LA RÉFLEXION ET LA VIGILANCE COMME CONTREPOIDS AU DILEMME
Le travail de prévention des addictions ne va pas sans risque. Il est sans doute impossible d’empêcher tout effet stigmatisant ou tout autre effet secondaire indésirable dans le cadre des interventions. Du fait de la stigmatisation associée à l’addiction, la prévention dans ce domaine doit composer avec des préjugés et des mécanismes de défense. De plus, il faut reconnaître que la prévention n’est pas exempte de tout reproche : elle peut également produire des effets négatifs et accepte parfois de recourir à la stigmatisation pour arriver à ses fins.

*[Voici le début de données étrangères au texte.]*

//! AWS implementation of the [`CloudAutoscaler`] trait.
//!
//! Region discovery order: the `AWS_REGION` environment variable, then the
//! instance metadata service under a short timeout. When neither yields a
//! region the adapter runs in dry-run mode: every operation reports
//! `Ok(None)` and the service keeps working for debugging, issuing no cloud
//! mutations.

use async_trait::async_trait;
use aws_config::meta::region::ProvideRegion;
use aws_config::{BehaviorVersion, Region};
use aws_sdk_autoscaling::error::{ProvideErrorMetadata, SdkError};
use aws_sdk_cloudwatch::types::{Dimension, MetricDatum, StandardUnit};
use ci_scaler_core::{AsgDescription, CloudAutoscaler, CloudError};
use std::time::Duration;
use tracing::info;

/// Namespace all fleet metrics are published under.
pub const METRIC_NAMESPACE: &str = "ci-storage/metrics";

const METADATA_TIMEOUT: Duration = Duration::from_secs(3);

struct Clients {
    autoscaling: aws_sdk_autoscaling::Client,
    cloudwatch: aws_sdk_cloudwatch::Client,
}

/// The AWS-backed cloud adapter.
pub struct AwsCloud {
    region: Option<String>,
    clients: Option<Clients>,
}

impl AwsCloud {
    /// Resolve the region and build the API clients; enters dry-run mode
    /// when no region is discoverable.
    pub async fn connect() -> Self {
        let Some(region) = resolve_region().await else {
            return Self::disconnected();
        };
        info!(%region, "using AWS region");
        let shared = aws_config::defaults(BehaviorVersion::latest())
            .region(Region::new(region.clone()))
            .load()
            .await;
        Self {
            region: Some(region),
            clients: Some(Clients {
                autoscaling: aws_sdk_autoscaling::Client::new(&shared),
                cloudwatch: aws_sdk_cloudwatch::Client::new(&shared),
            }),
        }
    }

    /// A dry-run adapter that never talks to the cloud.
    pub fn disconnected() -> Self {
        Self {
            region: None,
            clients: None,
        }
    }

    async fn set_desired_capacity(
        &self,
        clients: &Clients,
        name: &str,
        desired: i64,
    ) -> Result<(), SdkError<aws_sdk_autoscaling::operation::set_desired_capacity::SetDesiredCapacityError>>
    {
        clients
            .autoscaling
            .set_desired_capacity()
            .auto_scaling_group_name(name)
            .desired_capacity(desired as i32)
            .send()
            .await?;
        Ok(())
    }

    async fn terminate(
        &self,
        clients: &Clients,
        instance_id: &str,
        decrement_desired: bool,
    ) -> Result<
        (),
        SdkError<
            aws_sdk_autoscaling::operation::terminate_instance_in_auto_scaling_group::TerminateInstanceInAutoScalingGroupError,
        >,
    > {
        clients
            .autoscaling
            .terminate_instance_in_auto_scaling_group()
            .instance_id(instance_id)
            .should_decrement_desired_capacity(decrement_desired)
            .send()
            .await?;
        Ok(())
    }
}

#[async_trait]
impl CloudAutoscaler for AwsCloud {
    fn region(&self) -> Option<&str> {
        self.region.as_deref()
    }

    async fn describe_asg(&self, name: &str) -> Result<Option<AsgDescription>, CloudError> {
        let Some(clients) = &self.clients else {
            return Ok(None);
        };
        let output = clients
            .autoscaling
            .describe_auto_scaling_groups()
            .auto_scaling_group_names(name)
            .send()
            .await
            .map_err(to_cloud_error)?;
        let group = output
            .auto_scaling_groups()
            .first()
            .ok_or_else(|| CloudError::AsgNotFound {
                name: name.to_string(),
            })?;
        Ok(Some(AsgDescription {
            desired_capacity: i64::from(group.desired_capacity().unwrap_or(0)),
            min_size: i64::from(group.min_size().unwrap_or(0)),
            max_size: i64::from(group.max_size().unwrap_or(0)),
        }))
    }

    async fn increment_desired_capacity(
        &self,
        name: &str,
        inc: i64,
    ) -> Result<Option<()>, CloudError> {
        let Some(clients) = &self.clients else {
            return Ok(None);
        };
        let Some(description) = self.describe_asg(name).await? else {
            return Ok(None);
        };
        let desired = clamped_target(&description, inc);
        match self.set_desired_capacity(clients, name, desired).await {
            Ok(()) => Ok(Some(())),
            // "New SetDesiredCapacity value N is above max value M for the
            // AutoScalingGroup" - re-read and settle for the max once, in
            // case another writer raced us.
            Err(e) if message_contains(&e, "above") => {
                let Some(description) = self.describe_asg(name).await? else {
                    return Ok(None);
                };
                self.set_desired_capacity(clients, name, description.max_size)
                    .await
                    .map_err(to_cloud_error)?;
                Ok(Some(()))
            }
            Err(e) => Err(to_cloud_error(e)),
        }
    }

    async fn terminate_instance(&self, instance_id: &str) -> Result<Option<()>, CloudError> {
        let Some(clients) = &self.clients else {
            return Ok(None);
        };
        match self.terminate(clients, instance_id, true).await {
            Ok(()) => Ok(Some(())),
            // "Terminating instance without replacement will violate group's
            // min size constraint. Either set shouldDecrementDesiredCapacity
            // flag to false or lower group's min size." - retry keeping the
            // desired capacity.
            Err(e) if message_contains(&e, "shouldDecrementDesiredCapacity") => {
                self.terminate(clients, instance_id, false)
                    .await
                    .map_err(to_cloud_error)?;
                Ok(Some(()))
            }
            // The instance is already gone; mission accomplished.
            Err(e) if message_contains(&e, "not found") => Ok(Some(())),
            Err(e) => Err(to_cloud_error(e)),
        }
    }

    async fn put_metric_data(
        &self,
        metrics: &[(String, i64)],
        dimensions: &[(String, String)],
    ) -> Result<Option<()>, CloudError> {
        let Some(clients) = &self.clients else {
            return Ok(None);
        };
        let dimensions: Vec<Dimension> = dimensions
            .iter()
            .map(|(name, value)| Dimension::builder().name(name).value(value).build())
            .collect();
        let data: Vec<MetricDatum> = metrics
            .iter()
            .map(|(name, value)| {
                MetricDatum::builder()
                    .metric_name(name)
                    .value(*value as f64)
                    .unit(StandardUnit::None)
                    .storage_resolution(1)
                    .set_dimensions(Some(dimensions.clone()))
                    .build()
            })
            .collect();
        clients
            .cloudwatch
            .put_metric_data()
            .namespace(METRIC_NAMESPACE)
            .set_metric_data(Some(data))
            .send()
            .await
            .map_err(to_cloud_error)?;
        Ok(Some(()))
    }
}

/// The capacity to command: the increment applied to the current desired
/// value, clamped into the group's `[min, max]`.
fn clamped_target(description: &AsgDescription, inc: i64) -> i64 {
    (description.desired_capacity + inc).clamp(description.min_size, description.max_size)
}

async fn resolve_region() -> Option<String> {
    if let Ok(region) = std::env::var("AWS_REGION") {
        if !region.is_empty() {
            return Some(region);
        }
    }
    let provider = aws_config::imds::region::ImdsRegionProvider::builder().build();
    match tokio::time::timeout(METADATA_TIMEOUT, provider.region()).await {
        Ok(Some(region)) => Some(region.to_string()),
        _ => None,
    }
}

fn message_contains<E, R>(error: &SdkError<E, R>, needle: &str) -> bool
where
    E: ProvideErrorMetadata,
{
    error
        .as_service_error()
        .and_then(ProvideErrorMetadata::message)
        .is_some_and(|message| message.contains(needle))
}

fn to_cloud_error<E, R>(error: SdkError<E, R>) -> CloudError
where
    E: ProvideErrorMetadata,
    SdkError<E, R>: std::fmt::Display,
{
    let message = error
        .as_service_error()
        .and_then(ProvideErrorMetadata::message)
        .map(str::to_owned)
        .unwrap_or_else(|| error.to_string());
    CloudError::Api { message }
}

#[cfg(test)]
#[path = "aws_tests.rs"]
mod tests;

Ces conditions de base accompagnent la prévention des addictions depuis ses débuts et continuent de constituer un défi dans le travail quotidien. Les conséquences de cette réalité ne sont pas triviales : les personnes et les groupes cibles ne sont atteints que partiellement, et les mesures de prévention ne peuvent pas être mises en œuvre de façon efficace. Toutefois, mener une réflexion éthique et faire preuve de vigilance permet de limiter les risques. Les professionnels de la prévention des addictions doivent être confrontés au dilemme fondamental de leur discipline et être sensibilisés aux effets secondaires potentiels.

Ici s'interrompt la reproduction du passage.